=== Section Start ===
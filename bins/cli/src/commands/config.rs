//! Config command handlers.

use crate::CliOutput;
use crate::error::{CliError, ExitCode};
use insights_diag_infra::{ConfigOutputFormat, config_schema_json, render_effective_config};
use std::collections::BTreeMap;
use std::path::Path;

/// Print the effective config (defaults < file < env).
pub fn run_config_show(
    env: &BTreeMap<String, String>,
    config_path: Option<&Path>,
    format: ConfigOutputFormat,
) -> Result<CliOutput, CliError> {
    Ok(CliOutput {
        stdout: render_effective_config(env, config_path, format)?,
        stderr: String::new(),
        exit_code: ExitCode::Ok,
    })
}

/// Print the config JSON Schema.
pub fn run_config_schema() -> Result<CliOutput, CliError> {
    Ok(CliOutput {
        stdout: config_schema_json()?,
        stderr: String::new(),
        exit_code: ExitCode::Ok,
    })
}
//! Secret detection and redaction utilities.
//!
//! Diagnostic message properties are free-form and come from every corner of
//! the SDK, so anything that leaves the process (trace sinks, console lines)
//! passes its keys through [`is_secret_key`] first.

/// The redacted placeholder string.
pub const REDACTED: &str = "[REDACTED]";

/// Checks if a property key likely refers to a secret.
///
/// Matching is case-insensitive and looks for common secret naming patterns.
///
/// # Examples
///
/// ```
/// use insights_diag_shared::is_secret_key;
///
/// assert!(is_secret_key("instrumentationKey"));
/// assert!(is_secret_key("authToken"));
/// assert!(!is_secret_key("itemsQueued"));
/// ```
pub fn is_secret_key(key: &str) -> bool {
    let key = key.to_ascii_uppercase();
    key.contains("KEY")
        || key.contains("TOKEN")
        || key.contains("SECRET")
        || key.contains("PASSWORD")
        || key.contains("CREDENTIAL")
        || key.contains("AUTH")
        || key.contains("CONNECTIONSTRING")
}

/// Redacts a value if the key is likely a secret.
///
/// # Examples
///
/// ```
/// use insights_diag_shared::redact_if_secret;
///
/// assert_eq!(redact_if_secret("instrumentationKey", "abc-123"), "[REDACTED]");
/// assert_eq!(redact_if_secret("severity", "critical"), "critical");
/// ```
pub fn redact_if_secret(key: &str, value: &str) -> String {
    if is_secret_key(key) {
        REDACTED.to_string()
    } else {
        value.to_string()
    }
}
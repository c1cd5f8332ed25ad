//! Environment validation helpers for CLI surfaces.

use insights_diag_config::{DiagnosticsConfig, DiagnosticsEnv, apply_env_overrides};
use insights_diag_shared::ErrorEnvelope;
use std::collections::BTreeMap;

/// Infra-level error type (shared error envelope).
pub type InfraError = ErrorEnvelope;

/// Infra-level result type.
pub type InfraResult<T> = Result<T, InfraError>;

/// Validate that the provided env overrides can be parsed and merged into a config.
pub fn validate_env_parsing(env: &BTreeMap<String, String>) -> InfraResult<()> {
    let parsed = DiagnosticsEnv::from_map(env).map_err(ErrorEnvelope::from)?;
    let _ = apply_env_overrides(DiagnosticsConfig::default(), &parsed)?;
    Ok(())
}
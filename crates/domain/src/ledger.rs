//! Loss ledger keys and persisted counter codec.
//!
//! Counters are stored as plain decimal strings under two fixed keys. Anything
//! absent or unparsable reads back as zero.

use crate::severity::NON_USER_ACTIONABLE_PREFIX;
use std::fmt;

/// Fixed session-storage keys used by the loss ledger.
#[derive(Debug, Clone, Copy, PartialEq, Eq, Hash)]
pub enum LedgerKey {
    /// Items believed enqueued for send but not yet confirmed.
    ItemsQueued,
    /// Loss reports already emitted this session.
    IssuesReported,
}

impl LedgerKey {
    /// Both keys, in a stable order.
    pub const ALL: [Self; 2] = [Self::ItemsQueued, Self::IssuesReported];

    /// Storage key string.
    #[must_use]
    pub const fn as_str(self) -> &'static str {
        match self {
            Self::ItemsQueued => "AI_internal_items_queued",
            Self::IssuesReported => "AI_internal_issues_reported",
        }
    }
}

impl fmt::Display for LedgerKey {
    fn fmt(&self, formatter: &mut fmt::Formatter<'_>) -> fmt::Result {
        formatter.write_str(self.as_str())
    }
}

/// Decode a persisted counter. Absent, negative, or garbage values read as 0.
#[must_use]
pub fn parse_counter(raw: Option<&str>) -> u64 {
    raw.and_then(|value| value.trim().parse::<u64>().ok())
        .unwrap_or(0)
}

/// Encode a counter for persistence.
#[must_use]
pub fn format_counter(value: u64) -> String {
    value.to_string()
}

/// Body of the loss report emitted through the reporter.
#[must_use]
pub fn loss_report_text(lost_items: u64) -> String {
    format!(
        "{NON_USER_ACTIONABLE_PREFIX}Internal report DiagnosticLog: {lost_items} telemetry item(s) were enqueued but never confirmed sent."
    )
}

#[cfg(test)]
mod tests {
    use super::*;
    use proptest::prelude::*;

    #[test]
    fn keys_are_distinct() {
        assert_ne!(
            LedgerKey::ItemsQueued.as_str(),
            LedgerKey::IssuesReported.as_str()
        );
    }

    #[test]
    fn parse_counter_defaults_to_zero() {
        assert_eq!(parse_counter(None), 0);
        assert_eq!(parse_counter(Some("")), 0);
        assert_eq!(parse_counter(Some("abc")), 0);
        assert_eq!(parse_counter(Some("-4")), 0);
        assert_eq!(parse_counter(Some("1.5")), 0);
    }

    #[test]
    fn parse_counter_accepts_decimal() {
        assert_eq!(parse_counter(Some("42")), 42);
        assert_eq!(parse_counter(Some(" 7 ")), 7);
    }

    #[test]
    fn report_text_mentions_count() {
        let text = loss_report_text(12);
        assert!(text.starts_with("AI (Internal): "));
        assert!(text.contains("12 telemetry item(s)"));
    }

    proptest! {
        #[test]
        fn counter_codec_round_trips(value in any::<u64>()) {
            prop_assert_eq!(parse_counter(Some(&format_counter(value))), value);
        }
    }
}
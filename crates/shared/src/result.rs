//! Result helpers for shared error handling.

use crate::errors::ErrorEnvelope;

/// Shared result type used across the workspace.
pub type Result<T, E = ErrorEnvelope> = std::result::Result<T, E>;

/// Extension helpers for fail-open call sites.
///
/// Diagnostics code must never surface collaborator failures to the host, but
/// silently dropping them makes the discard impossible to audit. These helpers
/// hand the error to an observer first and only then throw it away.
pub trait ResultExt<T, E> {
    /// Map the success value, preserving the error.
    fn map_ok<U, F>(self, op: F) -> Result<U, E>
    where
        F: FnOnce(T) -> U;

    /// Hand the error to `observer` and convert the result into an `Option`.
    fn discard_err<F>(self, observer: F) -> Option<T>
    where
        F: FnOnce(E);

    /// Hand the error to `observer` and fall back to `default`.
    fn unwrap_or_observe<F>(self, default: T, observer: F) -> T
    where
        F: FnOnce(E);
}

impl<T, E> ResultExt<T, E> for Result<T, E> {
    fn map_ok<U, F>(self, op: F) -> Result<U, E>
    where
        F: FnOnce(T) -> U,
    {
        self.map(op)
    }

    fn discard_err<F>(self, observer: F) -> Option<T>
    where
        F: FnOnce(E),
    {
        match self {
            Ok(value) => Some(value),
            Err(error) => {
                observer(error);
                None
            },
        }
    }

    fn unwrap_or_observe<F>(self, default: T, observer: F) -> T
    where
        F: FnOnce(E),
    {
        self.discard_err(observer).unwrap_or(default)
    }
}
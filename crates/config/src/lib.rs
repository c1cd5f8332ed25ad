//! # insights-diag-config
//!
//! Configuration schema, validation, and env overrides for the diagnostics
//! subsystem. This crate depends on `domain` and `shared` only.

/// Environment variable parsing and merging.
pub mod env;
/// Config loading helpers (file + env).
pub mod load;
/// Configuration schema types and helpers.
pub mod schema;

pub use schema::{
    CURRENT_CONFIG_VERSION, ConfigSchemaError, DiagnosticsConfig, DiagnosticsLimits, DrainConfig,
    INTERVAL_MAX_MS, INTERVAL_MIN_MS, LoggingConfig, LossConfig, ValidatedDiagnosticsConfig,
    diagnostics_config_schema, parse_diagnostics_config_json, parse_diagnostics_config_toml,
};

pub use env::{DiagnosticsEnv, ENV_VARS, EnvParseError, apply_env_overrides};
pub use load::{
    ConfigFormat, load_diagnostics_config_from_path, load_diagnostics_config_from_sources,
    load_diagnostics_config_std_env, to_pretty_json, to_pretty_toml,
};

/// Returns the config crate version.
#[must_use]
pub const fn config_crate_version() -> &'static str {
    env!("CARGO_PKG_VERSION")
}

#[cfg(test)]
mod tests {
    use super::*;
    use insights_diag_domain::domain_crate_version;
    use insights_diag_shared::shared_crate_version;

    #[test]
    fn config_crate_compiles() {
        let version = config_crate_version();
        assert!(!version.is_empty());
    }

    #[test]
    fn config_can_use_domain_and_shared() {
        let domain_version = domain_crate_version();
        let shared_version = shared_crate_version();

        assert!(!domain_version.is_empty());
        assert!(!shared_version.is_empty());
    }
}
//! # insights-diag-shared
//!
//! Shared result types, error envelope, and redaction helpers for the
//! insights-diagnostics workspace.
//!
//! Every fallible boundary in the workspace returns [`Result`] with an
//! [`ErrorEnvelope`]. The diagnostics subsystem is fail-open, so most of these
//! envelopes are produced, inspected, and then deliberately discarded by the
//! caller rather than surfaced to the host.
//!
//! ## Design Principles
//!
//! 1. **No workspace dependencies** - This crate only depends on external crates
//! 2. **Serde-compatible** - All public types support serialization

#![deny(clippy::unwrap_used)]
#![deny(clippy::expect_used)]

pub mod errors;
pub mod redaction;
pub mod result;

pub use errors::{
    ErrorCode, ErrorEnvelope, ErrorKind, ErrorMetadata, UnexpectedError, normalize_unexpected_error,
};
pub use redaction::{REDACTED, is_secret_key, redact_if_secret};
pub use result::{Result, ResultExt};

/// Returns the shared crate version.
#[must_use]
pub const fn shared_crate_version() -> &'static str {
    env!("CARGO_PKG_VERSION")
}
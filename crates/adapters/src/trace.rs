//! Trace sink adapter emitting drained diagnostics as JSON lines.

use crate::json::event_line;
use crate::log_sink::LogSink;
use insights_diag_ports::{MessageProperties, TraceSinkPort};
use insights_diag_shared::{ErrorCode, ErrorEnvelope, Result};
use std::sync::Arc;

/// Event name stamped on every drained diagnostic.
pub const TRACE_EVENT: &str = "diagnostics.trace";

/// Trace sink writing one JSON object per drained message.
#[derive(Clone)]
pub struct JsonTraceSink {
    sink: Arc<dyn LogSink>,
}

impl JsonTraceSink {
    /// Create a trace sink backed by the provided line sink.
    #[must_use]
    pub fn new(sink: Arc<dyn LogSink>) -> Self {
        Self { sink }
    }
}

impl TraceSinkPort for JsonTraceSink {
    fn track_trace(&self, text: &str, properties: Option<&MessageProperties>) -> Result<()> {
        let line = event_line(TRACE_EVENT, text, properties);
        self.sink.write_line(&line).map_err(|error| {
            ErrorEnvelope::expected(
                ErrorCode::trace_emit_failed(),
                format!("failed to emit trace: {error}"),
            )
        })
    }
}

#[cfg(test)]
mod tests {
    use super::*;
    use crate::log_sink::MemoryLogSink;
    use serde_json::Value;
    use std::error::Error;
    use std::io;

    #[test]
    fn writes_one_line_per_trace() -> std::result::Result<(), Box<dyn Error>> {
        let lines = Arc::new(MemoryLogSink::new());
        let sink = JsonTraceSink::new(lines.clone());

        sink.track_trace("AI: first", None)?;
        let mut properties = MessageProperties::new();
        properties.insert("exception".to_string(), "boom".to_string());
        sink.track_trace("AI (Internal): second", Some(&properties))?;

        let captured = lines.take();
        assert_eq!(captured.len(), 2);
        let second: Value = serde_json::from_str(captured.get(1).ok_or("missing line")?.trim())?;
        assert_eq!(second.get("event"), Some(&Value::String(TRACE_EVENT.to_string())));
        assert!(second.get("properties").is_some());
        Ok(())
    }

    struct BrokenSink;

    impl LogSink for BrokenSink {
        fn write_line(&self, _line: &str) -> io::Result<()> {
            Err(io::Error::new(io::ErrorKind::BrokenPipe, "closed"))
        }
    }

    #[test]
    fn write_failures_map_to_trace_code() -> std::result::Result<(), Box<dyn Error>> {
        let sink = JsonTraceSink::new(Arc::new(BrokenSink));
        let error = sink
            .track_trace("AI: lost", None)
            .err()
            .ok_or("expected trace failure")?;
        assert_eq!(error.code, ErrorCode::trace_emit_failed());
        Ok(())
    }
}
=== Section End ===
- _Problem to work on_
Check which lines of the entries hold the word "into", then please give only how many there are.

- _The completed task_
2